__Task goal__
Hand back all of the records exactly as they read.

__Excerpted data__

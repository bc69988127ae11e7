//! Route table compilation and lookup.
//!
//! # Responsibilities
//! - Compile route definitions into patterns once, at app creation
//! - Reject tables that would misroute (bad patterns, shadowed routes)
//! - Look up the first route matching a path
//!
//! # Design Decisions
//! - Immutable after construction, shared via Arc
//! - Declared order is match order
//! - A catch-all must be last; anything after it is unreachable and rejected

use std::collections::HashSet;
use std::fmt;
use std::sync::Arc;

use crate::config::validation::{validate_controller_ref, ValidationError};
use crate::config::RouteConfig;
use crate::controller::ControllerRef;
use crate::routing::matcher::{first_match, NoRouteMatch, RouteMatch};
use crate::routing::pattern::PathPattern;

/// A route definition as supplied by configuration or the builder.
#[derive(Clone)]
pub struct RouteDef {
    pub path: String,
    pub controller: ControllerRef,
    pub name: Option<String>,
}

impl RouteDef {
    pub fn new(path: impl Into<String>, controller: impl Into<ControllerRef>) -> Self {
        Self {
            path: path.into(),
            controller: controller.into(),
            name: None,
        }
    }

    /// Attach a name used in logs and lookups.
    pub fn named(mut self, name: impl Into<String>) -> Self {
        self.name = Some(name.into());
        self
    }
}

impl From<RouteConfig> for RouteDef {
    fn from(config: RouteConfig) -> Self {
        Self {
            path: config.path,
            controller: ControllerRef::Named(config.controller),
            name: config.name,
        }
    }
}

impl fmt::Debug for RouteDef {
    fn fmt(&self, f: &mut fmt::Formatter<'_>) -> fmt::Result {
        f.debug_struct("RouteDef")
            .field("path", &self.path)
            .field("controller", &self.controller)
            .field("name", &self.name)
            .finish()
    }
}

/// A compiled route.
#[derive(Debug, Clone)]
pub struct Route {
    pattern: PathPattern,
    controller: ControllerRef,
    name: Option<String>,
}

impl Route {
    pub fn new(pattern: PathPattern, controller: ControllerRef) -> Self {
        Self {
            pattern,
            controller,
            name: None,
        }
    }

    pub fn pattern(&self) -> &PathPattern {
        &self.pattern
    }

    pub fn controller(&self) -> &ControllerRef {
        &self.controller
    }

    pub fn name(&self) -> Option<&str> {
        self.name.as_deref()
    }
}

/// Ordered, immutable set of compiled routes.
#[derive(Debug, Clone, Default)]
pub struct RouteTable {
    routes: Vec<Arc<Route>>,
}

impl RouteTable {
    /// Compile route definitions, collecting every problem found.
    ///
    /// `loader_configured` tells whether named controller references can be
    /// resolved at all.
    pub fn compile(
        defs: impl IntoIterator<Item = RouteDef>,
        loader_configured: bool,
    ) -> Result<Self, Vec<ValidationError>> {
        let mut errors = Vec::new();
        let mut routes = Vec::new();
        let mut names = HashSet::new();
        let mut catch_all: Option<usize> = None;

        for (index, def) in defs.into_iter().enumerate() {
            if let Some(catch_all) = catch_all {
                errors.push(ValidationError::UnreachableRoute {
                    index,
                    path: def.path.clone(),
                    catch_all,
                });
            }

            errors.extend(validate_controller_ref(
                index,
                &def.path,
                &def.controller,
                loader_configured,
            ));

            if let Some(name) = &def.name {
                if !names.insert(name.clone()) {
                    errors.push(ValidationError::DuplicateRouteName(name.clone()));
                }
            }

            match PathPattern::parse(&def.path) {
                Ok(pattern) => {
                    if pattern.is_catch_all() && catch_all.is_none() {
                        catch_all = Some(index);
                    }
                    routes.push(Arc::new(Route {
                        pattern,
                        controller: def.controller,
                        name: def.name,
                    }));
                }
                Err(source) => errors.push(ValidationError::InvalidPattern {
                    index,
                    path: def.path,
                    source,
                }),
            }
        }

        if errors.is_empty() {
            tracing::debug!(routes = routes.len(), catch_all = ?catch_all, "Route table compiled");
            Ok(Self { routes })
        } else {
            Err(errors)
        }
    }

    /// Look up the first route accepting `path`.
    pub fn match_path(&self, path: &str) -> Result<RouteMatch, NoRouteMatch> {
        first_match(&self.routes, path)
    }

    /// The declared catch-all route, if any.
    pub fn catch_all(&self) -> Option<&Arc<Route>> {
        self.routes.iter().find(|r| r.pattern().is_catch_all())
    }

    /// Find a route by name.
    pub fn named(&self, name: &str) -> Option<&Arc<Route>> {
        self.routes.iter().find(|r| r.name() == Some(name))
    }

    pub fn iter(&self) -> impl Iterator<Item = &Arc<Route>> {
        self.routes.iter()
    }

    pub fn len(&self) -> usize {
        self.routes.len()
    }

    pub fn is_empty(&self) -> bool {
        self.routes.is_empty()
    }
}
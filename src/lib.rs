//! Client-side router and controller coordinator.

pub mod app;
pub mod config;
pub mod controller;
pub mod error;
pub mod history;
pub mod lifecycle;
pub mod navigation;
pub mod observability;
pub mod routing;
pub mod view;

pub use app::{App, AppBuilder};
pub use config::schema::{AppConfig, HistoryType};
pub use controller::{Controller, ControllerContext, ControllerError, ControllerRef, ControllerType, Loaded, Loader};
pub use error::AppError;
pub use history::{History, Location};
pub use navigation::{NavigationEvent, NavigationOutcome, NavigationState};
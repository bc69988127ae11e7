//! Navigation subsystem.
//!
//! # Data Flow
//! ```text
//! History change
//!     → coordinator.rs (issue token.rs token, state.rs transitions)
//!     → routing::RouteTable::match_path
//!     → controller::Resolver (maybe async)
//!     → mount / destroy / render
//!     → event.rs notifications to subscribers
//! ```
//!
//! # Design Decisions
//! - Latest navigation wins, decided by token equality
//! - Superseded navigations are silent: no event, no state change

pub mod coordinator;
pub mod event;
pub mod handle;
pub mod state;
pub mod token;

pub use coordinator::{Coordinator, NavigationOutcome};
pub use event::NavigationEvent;
pub use handle::ControllerHandle;
pub use state::NavigationState;
pub use token::{NavigationToken, TokenIssuer};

__Result of this task__
repository bc69988127ae11e7
//! Route table compilation and lookup.
//!
//! # Responsibilities
//! - Compile route definitions into patterns once, at app creation
//! - Reject tables that would misroute (bad patterns, shadowed routes)
//! - Look up the first route matching a path
//!
//! # Design Decisions
//! - Immutable after construction, shared via Arc
//! - Declared order is match order
//! - A catch-all must be last; anything after it is unreachable and rejected

use std::collections::HashSet;
use std::fmt;
use std::sync::Arc;

use crate::config::validation::{validate_controller_ref, ValidationError};
use crate::config::RouteConfig;
use crate::controller::ControllerRef;
use crate::routing::matcher::{first_match, NoRouteMatch, RouteMatch};
use crate::routing::pattern::PathPattern;

/// A route definition as supplied by configuration or the builder.
#[derive(Clone)]
pub struct RouteDef {
    pub path: String,
    pub controller: ControllerRef,
    pub name: Option<String>,
}

impl RouteDef {
    pub fn new(path: impl Into<String>, controller: impl Into<ControllerRef>) -> Self {
        Self {
            path: path.into(),
            controller: controller.into(),
            name: None,
        }
    }

    /// Attach a name used in logs and lookups.
    pub fn named(mut self, name: impl Into<String>) -> Self {
        self.name = Some(name.into());
        self
    }
}

impl From<RouteConfig> for RouteDef {
    fn from(config: RouteConfig) -> Self {
        Self {
            path: config.path,
            controller: ControllerRef::Named(config.controller),
            name: config.name,
        }
    }
}

impl fmt::Debug for RouteDef {
    fn fmt(&self, f: &mut fmt::Formatter<'_>) -> fmt::Result {
        f.debug_struct("RouteDef")
            .field("path", &self.path)
            .field("controller", &self.controller)
            .field("name", &self.name)
            .finish()
    }
}

/// A compiled route.
#[derive(Debug, Clone)]
pub struct Route {
    pattern: PathPattern,
    controller: ControllerRef,
    name: Option<String>,
}

impl Route {
    pub fn new(pattern: PathPattern, controller: ControllerRef) -> Self {
        Self {
            pattern,
            controller,
            name: None,
        }
    }

    pub fn pattern(&self) -> &PathPattern {
        &self.pattern
    }

    pub fn controller(&self) -> &ControllerRef {
        &self.controller
    }

    pub fn name(&self) -> Option<&str> {
        self.name.as_deref()
    }
}

/// Ordered, immutable set of compiled routes.
#[derive(Debug, Clone, Default)]
pub struct RouteTable {
    routes: Vec<Arc<Route>>,
}

impl RouteTable {
    /// Compile route definitions, collecting every problem found.
    ///
    /// `loader_configured` tells whether named controller references can be
    /// resolved at all.
    pub fn compile(
        defs: impl IntoIterator<Item = RouteDef>,
        loader_configured: bool,
    ) -> Result<Self, Vec<ValidationError>> {
        let mut errors = Vec::new();
        let mut routes = Vec::new();
        let mut names = HashSet::new();
        let mut catch_all: Option<usize> = None;

        for (index, def) in defs.into_iter().enumerate() {
            if let Some(catch_all) = catch_all {
                errors.push(ValidationError::UnreachableRoute {
                    index,
                    path: def.path.clone(),
                    catch_all,
                });
            }

            errors.extend(validate_controller_ref(
                index,
                &def.path,
                &def.controller,
                loader_configured,
            ));

            if let Some(name) = &def.name {
                if !names.insert(name.clone()) {
                    errors.push(ValidationError::DuplicateRouteName(name.clone()));
                }
            }

            match PathPattern::parse(&def.path) {
                Ok(pattern) => {
                    if pattern.is_catch_all() && catch_all.is_none() {
                        catch_all = Some(index);
                    }
                    routes.push(Arc::new(Route {
                        pattern,
                        controller: def.controller,
                        name: def.name,
                    }));
                }
                Err(source) => errors.push(ValidationError::InvalidPattern {
                    index,
                    path: def.path,
                    source,
                }),
            }
        }

        if errors.is_empty() {
            tracing::debug!(routes = routes.len(), catch_all = ?catch_all, "Route table compiled");
            Ok(Self { routes })
        } else {
            Err(errors)
        }
    }

    /// Look up the first route accepting `path`.
    pub fn match_path(&self, path: &str) -> Result<RouteMatch, NoRouteMatch> {
        first_match(&self.routes, path)
    }

    /// The declared catch-all route, if any.
    pub fn catch_all(&self) -> Option<&Arc<Route>> {
        self.routes.iter().find(|r| r.pattern().is_catch_all())
    }

    /// Find a route by name.
    pub fn named(&self, name: &str) -> Option<&Arc<Route>> {
        self.routes.iter().find(|r| r.name() == Some(name))
    }

    pub fn iter(&self) -> impl Iterator<Item = &Arc<Route>> {
        self.routes.iter()
    }

    pub fn len(&self) -> usize {
        self.routes.len()
    }

    pub fn is_empty(&self) -> bool {
        self.routes.is_empty()
    }
}
filename src/lib.rs
//! Client-side router and controller coordinator.

pub mod app;
pub mod config;
pub mod controller;
pub mod error;
pub mod history;
pub mod lifecycle;
pub mod navigation;
pub mod observability;
pub mod routing;
pub mod view;

pub use app::{App, AppBuilder};
pub use config::schema::{AppConfig, HistoryType};
pub use controller::{Controller, ControllerContext, ControllerError, ControllerRef, ControllerType, Loaded, Loader};
pub use error::AppError;
pub use history::{History, Location};
pub use navigation::{NavigationEvent, NavigationOutcome, NavigationState};
repository bc69988127ae11e7
//! Navigation subsystem.
//!
//! # Data Flow
//! ```text
//! History change
//!     → coordinator.rs (issue token.rs token, state.rs transitions)
//!     → routing::RouteTable::match_path
//!     → controller::Resolver (maybe async)
//!     → mount / destroy / render
//!     → event.rs notifications to subscribers
//! ```
//!
//! # Design Decisions
//! - Latest navigation wins, decided by token equality
//! - Superseded navigations are silent: no event, no state change

pub mod coordinator;
pub mod event;
pub mod handle;
pub mod state;
pub mod token;

pub use coordinator::{Coordinator, NavigationOutcome};
pub use event::NavigationEvent;
pub use handle::ControllerHandle;
pub use state::NavigationState;
pub use token::{NavigationToken, TokenIssuer};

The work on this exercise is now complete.